Orange County Superior Court Judge Thomas Goethals will rule Aug. 18 whether to block mass murderer Scott Dekraai from receiving the death penalty and determine if the Sheriff’s Department can be trusted to turn over all records ordered by the court.

Attorneys gave their final arguments Thursday to close an evidentiary hearing which started in late May in which Dekraai’s attorneys alleged the District Attorney’s office and Sheriff’s Department  failed to provide court-ordered records in the past. The defense lawyers contend its possible the DA and Sheriff’s Department still haven’t turned over everything and suggest Dekraai  should be spared the death penalty because he won’t receive a fair trial on the penalty he is to face for the murders.

If Goethals agrees with the defense arguments, it would mean a jury wouldn’t decide Dekraai’s sentence. Instead, Goethals would eliminate the death penalty altogether and Dekraai would be sentenced to eight consecutive life terms in prison, one term for each person he killed.

“You ever see a court do what you’re asking me to do?” Goethals asked Deputy Public Defender Sara Ross, who is co-counsel on the case.

“No, but I’ve never seen a prosecution team do what they have done,” said Ross.

The prosecution of Dekraai, who fatally shot eight people in 2011 at a Seal Beach beauty salon, has dragged on for years despite a confession he made to law enforcement and a guilty plea. But a jail house informant also reported receiving a confession from Dekraai. After a defendant has a lawyer, as Dekraai did, it’s a violation of constitutional rights to use an informant to obtain a confession.

Since then the belated disclosure of thousands of key jail records in late 2014 and early 2016 has introduced additional evidence revealing much broader use of jail informants in Orange County jails, rankling Goethals, who has questioned why it took so long for the Sheriff’s Department to turn over records he ordered in 2013. The issue has become popularly known as the “jailhouse snitch scandal.”

The informant concerns triggered the evidentiary hearing, where 21 Sheriff’s Department officials, including Sheriff Sandra Hutchens, testified about the department’s handling of records and use of informants.

The defense has argued that given the Sheriff’s past history of failing to disclose records in the case, the department can’t be trusted to turn things over.

“They haven’t followed your orders, they’ve been destroying records, they’ve not been turning things over,” said Ross. “The fact that they’re not turning over evidence in any capacity should be troubling and significant.”

Assistant Public Defender Scott Sanders said another factor affecting the fairness of Dekraai’s trial is whether the defense will have access to mitigating evidence, or evidence such as good behavior in jail that might assist Dekraai in his sentencing trial.

He argued the Sheriff’s department has a history of aiding the prosecution, is invested in seeing Dekraai receive the death penalty, and can’t be trusted to turn over mitigating evidence.

Deputy Attorney General Michael Murphy, who took over prosecution of the case in 2015 after Goethals recused the entire District Attorney’s Office because of the informants issue, argued Thursday the defense hasn’t proven Dekraai’s future penalty trial would be unfair, and absent that evidence, Goethals can’t lawfully throw out the death penalty.

Murphy conceded the hearing uncovered misconduct, but because the evidence considered during a penalty trial would be limited to Dekraai’s character and his crime, he argued much of the evidence that was revealed in the hearing is irrelevant to the penalty trial.

“I’m not trying to minimize the importance of what this court has done.
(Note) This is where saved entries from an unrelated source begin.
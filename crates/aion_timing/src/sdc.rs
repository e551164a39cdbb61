//! SDC/XDC timing constraint file parser.
//!
//! Parses Synopsys Design Constraints (SDC) and Xilinx Design Constraints (XDC)
//! files into [`TimingConstraints`]. Supports the most commonly used commands:
//!
//! - `create_clock` — define a clock
//! - `set_input_delay` — constrain input port timing
//! - `set_output_delay` — constrain output port timing
//! - `set_false_path` — exclude paths from timing analysis
//! - `set_multicycle_path` — allow multi-cycle paths
//! - `set_max_delay` — constrain maximum path delay
//!
//! The parser is line-based (one command per line, backslash continuation
//! supported) and does not attempt full Tcl interpretation.

use crate::constraints::{
    ClockConstraint, FalsePath, IoDelay, MaxDelayPath, MulticyclePath, TimingConstraints,
};
use aion_common::Interner;
use aion_diagnostics::{Category, Diagnostic, DiagnosticCode, DiagnosticSink};
use aion_source::Span;

/// Parses an SDC/XDC constraint file into a [`TimingConstraints`] structure.
///
/// Lines starting with `#` are treated as comments. Backslash-newline
/// continuation is supported. Unrecognized commands are reported as warnings
/// and skipped. Parse errors within recognized commands are also reported
/// as warnings.
pub fn parse_sdc(source: &str, interner: &Interner, sink: &DiagnosticSink) -> TimingConstraints {
    let mut constraints = TimingConstraints::new();

    // Join continuation lines (backslash at end of line)
    let joined = join_continuation_lines(source);

    for line in joined.lines() {
        let trimmed = line.trim();
        if trimmed.is_empty() || trimmed.starts_with('#') {
            continue;
        }

        let tokens: Vec<&str> = tokenize_sdc_line(trimmed);
        if tokens.is_empty() {
            continue;
        }

        match tokens[0] {
            "create_clock" => {
                parse_create_clock(&tokens[1..], interner, sink, &mut constraints);
            }
            "set_input_delay" => {
                parse_set_io_delay(&tokens[1..], interner, sink, &mut constraints, true);
            }
            "set_output_delay" => {
                parse_set_io_delay(&tokens[1..], interner, sink, &mut constraints, false);
            }
            "set_false_path" => {
                parse_set_false_path(&tokens[1..], interner, sink, &mut constraints);
            }
            "set_multicycle_path" => {
                parse_set_multicycle_path(&tokens[1..], interner, sink, &mut constraints);
            }
            "set_max_delay" => {
                parse_set_max_delay(&tokens[1..], interner, sink, &mut constraints);
            }
            cmd => {
                sink.emit(Diagnostic::warning(
                    DiagnosticCode::new(Category::Timing, 1),
                    format!("unrecognized SDC command: `{cmd}`"),
                    Span::DUMMY,
                ));
            }
        }
    }

    constraints
}

/// Joins backslash-continuation lines into single logical lines.
fn join_continuation_lines(source: &str) -> String {
    let mut result = String::with_capacity(source.len());
    let mut continuation = false;

    for line in source.lines() {
        if continuation {
            result.push(' ');
        }
        let trimmed = line.trim_end();
        if let Some(stripped) = trimmed.strip_suffix('\\') {
            result.push_str(stripped);
            continuation = true;
        } else {
            result.push_str(trimmed);
            result.push('\n');
            continuation = false;
        }
    }

    result
}

/// Tokenizes an SDC line, handling basic quoting with braces and double quotes.
fn tokenize_sdc_line(line: &str) -> Vec<&str> {
    let mut tokens = Vec::new();
    let mut chars = line.char_indices().peekable();

    while let Some(&(start, ch)) = chars.peek() {
        match ch {
            ' ' | '\t' => {
                chars.next();
            }
            '{' => {
                chars.next(); // skip '{'
                let inner_start = chars.peek().map_or(line.len(), |&(i, _)| i);
                let mut end = inner_start;
                for (i, c) in chars.by_ref() {
                    if c == '}' {
                        break;
                    }
                    end = i + c.len_utf8();
                }
                tokens.push(&line[inner_start..end]);
            }
            '"' => {
                chars.next(); // skip '"'
                let inner_start = chars.peek().map_or(line.len(), |&(i, _)| i);
                let mut end = inner_start;
                for (i, c) in chars.by_ref() {
                    if c == '"' {
                        break;
                    }
                    end = i + c.len_utf8();
                }
                tokens.push(&line[inner_start..end]);
            }
            '[' => {
                // Skip Tcl command substitution [get_ports ...] — capture whole bracket expr
                let bracket_start = start;
                chars.next(); // skip '['
                let mut depth = 1;
                let mut end = start + 1;
                for (i, c) in chars.by_ref() {
                    end = i + c.len_utf8();
                    if c == '[' {
                        depth += 1;
                    } else if c == ']' {
                        depth -= 1;
                        if depth == 0 {
                            break;
                        }
                    }
                }
                // Extract inner content, skipping [get_ports ...]
                let inner = &line[bracket_start + 1..end - 1];
                // Try to extract the port name from "get_ports name" pattern
                if let Some(rest) = inner.strip_prefix("get_ports") {
                    let port_name = rest.trim().trim_matches(|c| c == '{' || c == '}');
                    if !port_name.is_empty() {
                        tokens.push(port_name);
                    }
                } else {
                    tokens.push(inner.trim());
                }
            }
            _ => {
                let mut end = start;
                for (i, c) in chars.by_ref() {
                    if c == ' ' || c == '\t' {
                        break;
                    }
                    end = i + c.len_utf8();
                }
                if end == start {
                    // Single char token
                    end = start + ch.len_utf8();
                    chars.next();
                }
                tokens.push(&line[start..end]);
            }
        }
    }

    tokens
}

/// Parses `create_clock -period <val> -name <name> [-waveform {rise fall}] [port]`.
fn parse_create_clock(
    args: &[&str],
    interner: &Interner,
    sink: &DiagnosticSink,
    constraints: &mut TimingConstraints,
) {
    let mut period: Option<f64> = None;
    let mut name: Option<&str> = None;
    let mut waveform: Option<(f64, f64)> = None;
    let mut port: Option<&str> = None;

    let mut i = 0;
    while i < args.len() {
        match args[i] {
            "-period" => {
                i += 1;
                if i < args.len() {
                    period = args[i].parse().ok();
                }
            }
            "-name" => {
                i += 1;
                if i < args.len() {
                    name = Some(args[i]);
                }
            }
            "-waveform" => {
                i += 1;
                if i < args.len() {
                    let parts: Vec<&str> = args[i].split_whitespace().collect();
                    if parts.len() >= 2 {
                        if let (Ok(r), Ok(f)) = (parts[0].parse::<f64>(), parts[1].parse::<f64>()) {
                            waveform = Some((r, f));
                        }
                    }
                }
            }
            s if !s.starts_with('-') => {
                port = Some(s);
            }
            _ => {}
        }
        i += 1;
    }

    let Some(period_val) = period else {
        sink.emit(Diagnostic::warning(
            DiagnosticCode::new(Category::Timing, 2),
            "create_clock: missing -period".to_string(),
            Span::DUMMY,
        ));
        return;
    };

    let clock_name = name.or(port).unwrap_or("default_clock");
    let port_name = port.or(name).unwrap_or("clk");

    constraints.clocks.push(ClockConstraint {
        name: interner.get_or_intern(clock_name),
        period_ns: period_val,
        port: interner.get_or_intern(port_name),
        waveform,
    });
}

/// Parses `set_input_delay`/`set_output_delay -clock <clk> <delay> [port]`.
fn parse_set_io_delay(
    args: &[&str],
    interner: &Interner,
    sink: &DiagnosticSink,
    constraints: &mut TimingConstraints,
    is_input: bool,
) {
    let mut clock: Option<&str> = None;
    let mut delay: Option<f64> = None;
    let mut port: Option<&str> = None;

    let mut i = 0;
    while i < args.len() {
        match args[i] {
            "-clock" => {
                i += 1;
                if i < args.len() {
                    clock = Some(args[i]);
                }
            }
            s if !s.starts_with('-') => {
                if delay.is_none() {
                    if let Ok(v) = s.parse::<f64>() {
                        delay = Some(v);
                    } else {
                        port = Some(s);
                    }
                } else {
                    port = Some(s);
                }
            }
            _ => {}
        }
        i += 1;
    }

    let (Some(clock_name), Some(delay_val)) = (clock, delay) else {
        let cmd = if is_input {
            "set_input_delay"
        } else {
            "set_output_delay"
        };
        sink.emit(Diagnostic::warning(
            DiagnosticCode::new(Category::Timing, 3),
            format!("{cmd}: missing -clock or delay value"),
            Span::DUMMY,
        ));
        return;
    };

    let port_name = port.unwrap_or("*");
    let io_delay = IoDelay {
        port: interner.get_or_intern(port_name),
        clock: interner.get_or_intern(clock_name),
        delay_ns: delay_val,
    };

    if is_input {
        constraints.input_delays.push(io_delay);
    } else {
        constraints.output_delays.push(io_delay);
    }
}

/// Parses `set_false_path -from <from> -to <to>`.
fn parse_set_false_path(
    args: &[&str],
    interner: &Interner,
    _sink: &DiagnosticSink,
    constraints: &mut TimingConstraints,
) {
    let mut from = Vec::new();
    let mut to = Vec::new();

    let mut i = 0;
    while i < args.len() {
        match args[i] {
            "-from" => {
                i += 1;
                if i < args.len() {
                    from.push(interner.get_or_intern(args[i]));
                }
            }
            "-to" => {
                i += 1;
                if i < args.len() {
                    to.push(interner.get_or_intern(args[i]));
                }
            }
            _ => {}
        }
        i += 1;
    }

    constraints.false_paths.push(FalsePath { from, to });
}

/// Parses `set_multicycle_path -setup <N> -from <from> -to <to>`.
fn parse_set_multicycle_path(
    args: &[&str],
    interner: &Interner,
    _sink: &DiagnosticSink,
    constraints: &mut TimingConstraints,
) {
    let mut cycles: u32 = 2; // default
    let mut from = Vec::new();
    let mut to = Vec::new();

    let mut i = 0;
    while i < args.len() {
        match args[i] {
            "-setup" => {
                i += 1;
                if i < args.len() {
                    cycles = args[i].parse().unwrap_or(2);
                }
            }
            "-from" => {
                i += 1;
                if i < args.len() {
                    from.push(interner.get_or_intern(args[i]));
                }
            }
            "-to" => {
                i += 1;
                if i < args.len() {
                    to.push(interner.get_or_intern(args[i]));
                }
            }
            _ => {}
        }
        i += 1;
    }

    constraints
        .multicycle_paths
        .push(MulticyclePath { from, to, cycles });
}

/// Parses `set_max_delay <delay> -from <from> -to <to>`.
fn parse_set_max_delay(
    args: &[&str],
    interner: &Interner,
    _sink: &DiagnosticSink,
    constraints: &mut TimingConstraints,
) {
    let mut delay: Option<f64> = None;
    let mut from = Vec::new();
    let mut to = Vec::new();

    let mut i = 0;
    while i < args.len() {
        match args[i] {
            "-from" => {
                i += 1;
                if i < args.len() {
                    from.push(interner.get_or_intern(args[i]));
                }
            }
            "-to" => {
                i += 1;
                if i < args.len() {
                    to.push(interner.get_or_intern(args[i]));
                }
            }
            s if !s.starts_with('-') => {
                if delay.is_none() {
                    delay = s.parse().ok();
                }
            }
            _ => {}
        }
        i += 1;
    }

    let delay_ns = delay.unwrap_or(0.0);
    constraints
        .max_delay_paths
        .push(MaxDelayPath { from, to, delay_ns });
}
It has exposed problems,” Murphy said. “But it’s time to ask the big question, how does this prevent Mr. Dekraai from getting a fair penalty trial?”

Goethals generally agreed with Murphy’s argument that whatever sanction he decides to impose will be limited by the law.

“I think the law is fairly clear. I agree with a lot of what Mr. Murphy has written,” Goethals said. “Where the rubber meets the road is how do the facts play into the law.”

“I think there could be a situation, and the question is whether this is one, in which chronic, abusive failure to comply would rise to the level of a constitutional violation, implicating the other party’s right to a fair trial,” Goethals said.

Although Murphy largely did not comment on evidence related to informants discussed in the hearing, he disputed in his brief Sander’s longstanding argument that there has been a wide-ranging conspiracy by the Sheriff’s Department to hide its use of informants.

He blamed the Sheriff’s Department’s failures to turn over evidence on “ignorance of the law, inadequate records management, and a lack of leadership.”

“To the extent there is evidence to support an inference of intentional suppression of evidence, such behavior appears to have been isolated to a few individuals,” Murphy wrote.